ACTIVITY: Print the data below exactly as it appears.

::: SUPPLIED RECORDS :::

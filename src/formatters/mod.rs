//! Built-in formatters.

mod html;
mod message;

pub use html::{HtmlFormatter, HtmlOutput, html_formatter};
pub use message::{MessageFormatter, MessageOutput, message_formatter};

use crate::formatter::Formatter;

/// Every built-in formatter, ready to register with a broker.
#[must_use]
pub fn builtin() -> Vec<Box<dyn Formatter>> {
    vec![Box::new(message_formatter()), Box::new(html_formatter())]
}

:::

WRITTEN ANSWER:
filename src/formatters/mod.rs
//! Built-in formatters.

mod html;
mod message;

pub use html::{HtmlFormatter, HtmlOutput, html_formatter};
pub use message::{MessageFormatter, MessageOutput, message_formatter};

use crate::formatter::Formatter;

/// Every built-in formatter, ready to register with a broker.
#[must_use]
pub fn builtin() -> Vec<Box<dyn Formatter>> {
    vec![Box::new(message_formatter()), Box::new(html_formatter())]
}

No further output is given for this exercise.